Recently, I was reminded that when it comes to persuasive campaigns, it's important to know when you have one, and just as important to know when you don't.
It happened during a conversation with a successful sales leader of a television station.
When the topic of ideas came up, as it usually does when I'm in the room, he said, "We come up with ideas all the time."
"As a matter of fact," he added, "we are known for our ideas."
That certainly got my attention, so I asked him to tell me about some of the ideas that he and his team had developed for their clients.
As he began to list them, I realized that he was using “idea” to describe his media products: his broadcast and digital tools.
Like so many managers who try to give their sales people concrete things to sell, he bundles a number of his media tools – in some cases, in inventive ways – and then his team goes out to the market in search of clients who will buy them.
I imagined a conversation between one of his sales people and a client. "I want to come see you. We have a new idea that I want to show you." When the sales person arrives, the new idea turns out to be a generic package containing a variety of tools with an attractive price.
Let me be clear: I certainly have no issue with bundling products and making it easy for clients to buy them. I get that you have to monetize your tools.
The irony is that while you packaged your tools together to make them easy to sell, you actually left money on the table by not developing them into persuasive campaigns.
Let’s deconstruct Apple’s "Shot On iPhone” campaign to illustrate this point.
The campaign was originally called “World Gallery,” but it has come to be known as “Shot on iPhone,” which is a much better title. It gives the campaign a clear sense of direction and cohesiveness, but it’s not too restrictive, which allows the campaign to evolve, as it has since its launch in the winter of 2014.
The campaign launched using only one tool: outdoor advertising. And what a great example of how important it is to choose the right tool! It’s as if they were saying to the target consumer, “With the iPhone, you can take pictures that are worthy of appearing on a billboard over Times Square.” It’s no wonder the campaign won the Grand Prix for Outdoor Advertising at Cannes in its first year.
Over the last couple of years, the campaign has expanded to over 25 countries, using newspapers, magazines, out-of-home advertising, like bus stop and subway display ads, as well at TV spots and YouTube videos.
A hallmark of all Apple's persuasive campaigns is to let the product speak for itself. Thousands of still images at first and later stunning videos produced by regular people as well as professional photographers have repeatedly made the case that you no longer need to charge up that Nikon Coolpix ®. You already have all the camera you need right in your pocket.
That's the persuasive campaign.
Now, imagine bundling all the tools that were employed to deliver the campaign worldwide. If we could organize the newspaper and magazine ad space, the billboards and the bus cards, and the television commercials and YouTube videos on some impossibly huge spreadsheet, can you see how, without the title and the messaging, they would just amount to a huge pile of inventory? And, if such a consolidation of inventory were even possible, wouldn’t the conversation be almost exclusively about audience delivery data and price – both numbers over which the sales organization has absolutely no control?

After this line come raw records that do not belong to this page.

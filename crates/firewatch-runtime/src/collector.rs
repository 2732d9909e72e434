//! The polling collector loop.
//!
//! One tick = fetch the full store snapshot, evaluate every location,
//! write room levels and location alarms back, then sleep. Ticks never
//! overlap: the next fetch only starts after the previous pass fully
//! completed, so each tick owns its snapshot and no locking is needed.
//!
//! The loop is best-effort. A failed fetch skips the tick; a failed write
//! is logged and the pass moves on (no rollback of earlier writes, no
//! retry within the tick).

use std::sync::Arc;
use std::sync::atomic::{AtomicBool, Ordering};
use std::time::Duration;

use chrono::{DateTime, Utc};
use firewatch_model::RiskClassifier;
use firewatch_store::{RemoteStore, StoreError};
use tracing::{Instrument, error, info};
use uuid::Uuid;

use crate::evaluator::evaluate_location;

/// Default seconds between polling cycles.
pub const DEFAULT_INTERVAL: Duration = Duration::from_secs(5);

/// What one completed cycle touched. Returned by [`Collector::tick`] for
/// logging and tests.
#[derive(Debug, Clone, PartialEq, Eq)]
pub struct CycleReport {
    pub fetched_at: DateTime<Utc>,
    /// Locations that had a configuration and were evaluated.
    pub locations: usize,
    /// Rooms evaluated across all locations.
    pub rooms: usize,
    /// Locations whose alarm flag was raised this cycle.
    pub alarms: usize,
}

/// The fetch–evaluate–write orchestrator.
///
/// Owns handles to the remote store and the risk model; call
/// [`Collector::run`] to poll until the shutdown flag flips, or
/// [`Collector::tick`] to drive a single pass (tests, one-shot tools).
pub struct Collector {
    store: Arc<dyn RemoteStore>,
    classifier: Arc<dyn RiskClassifier>,
    interval: Duration,
    shutdown: Arc<AtomicBool>,
}

impl Collector {
    pub fn new(
        store: Arc<dyn RemoteStore>,
        classifier: Arc<dyn RiskClassifier>,
        interval: Duration,
    ) -> Self {
        Self {
            store,
            classifier,
            interval,
            shutdown: Arc::new(AtomicBool::new(false)),
        }
    }

    /// Use an externally owned shutdown flag (builder-style).
    pub fn with_shutdown(mut self, shutdown: Arc<AtomicBool>) -> Self {
        self.shutdown = shutdown;
        self
    }

    /// Poll until the shutdown flag is set.
    ///
    /// Each cycle runs under a tracing span carrying a fresh cycle id so
    /// every room/location log line of one pass correlates.
    pub async fn run(&self) {
        info!(interval_secs = self.interval.as_secs(), "collector started");

        while !self.shutdown.load(Ordering::SeqCst) {
            let cycle_id = Uuid::new_v4();
            let span = tracing::info_span!("cycle", %cycle_id);

            match self.tick().instrument(span).await {
                Ok(report) => info!(
                    locations = report.locations,
                    rooms = report.rooms,
                    alarms = report.alarms,
                    "cycle complete"
                ),
                Err(e) => error!(error = %e, "cycle failed; waiting for next tick"),
            }

            tokio::time::sleep(self.interval).await;
        }

        info!("collector stopped");
    }

    /// Run one fetch–evaluate–write pass.
    ///
    /// # Errors
    ///
    /// Only the snapshot fetch is fatal to a tick. Everything downstream —
    /// a location without configuration, a failed room or alarm write — is
    /// logged and skipped without aborting the pass.
    pub async fn tick(&self) -> Result<CycleReport, StoreError> {
        info!("checking sensors");
        let snapshot = self.store.fetch_snapshot().await?;

        let mut report = CycleReport {
            fetched_at: snapshot.fetched_at,
            locations: 0,
            rooms: 0,
            alarms: 0,
        };

        for (location, location_snapshot) in &snapshot.locations {
            let Some(result) =
                evaluate_location(location, location_snapshot, self.classifier.as_ref())
            else {
                continue;
            };
            report.locations += 1;

            for room_result in &result.rooms {
                report.rooms += 1;
                match self
                    .store
                    .write_room_level(location, &room_result.room, room_result.level)
                    .await
                {
                    Ok(()) => info!(
                        location,
                        room = %room_result.room,
                        level = %room_result.level,
                        "room level written"
                    ),
                    Err(e) => error!(
                        location,
                        room = %room_result.room,
                        error = %e,
                        "failed to write room level"
                    ),
                }
            }

            if result.alarm {
                report.alarms += 1;
            }
            match self.store.write_location_alarm(location, result.alarm).await {
                Ok(()) => info!(location, alarm = result.alarm, "location alarm written"),
                Err(e) => error!(location, error = %e, "failed to write location alarm"),
            }
        }

        Ok(report)
    }
}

Put yourself in the shoes of any client. For which would you pay more money: the persuasive campaign or the pile of inventory?
Here’s the key point: You get to choose.
Instead of presenting only tools, you could go further and develop a persuasive campaign. It’s OK if the genesis of the campaign is a tool that you need to sell. But you don’t have to stop there.
The payoff for making the extra investment in time and creativity will be happier clients, higher revenue and lower attrition for the media company.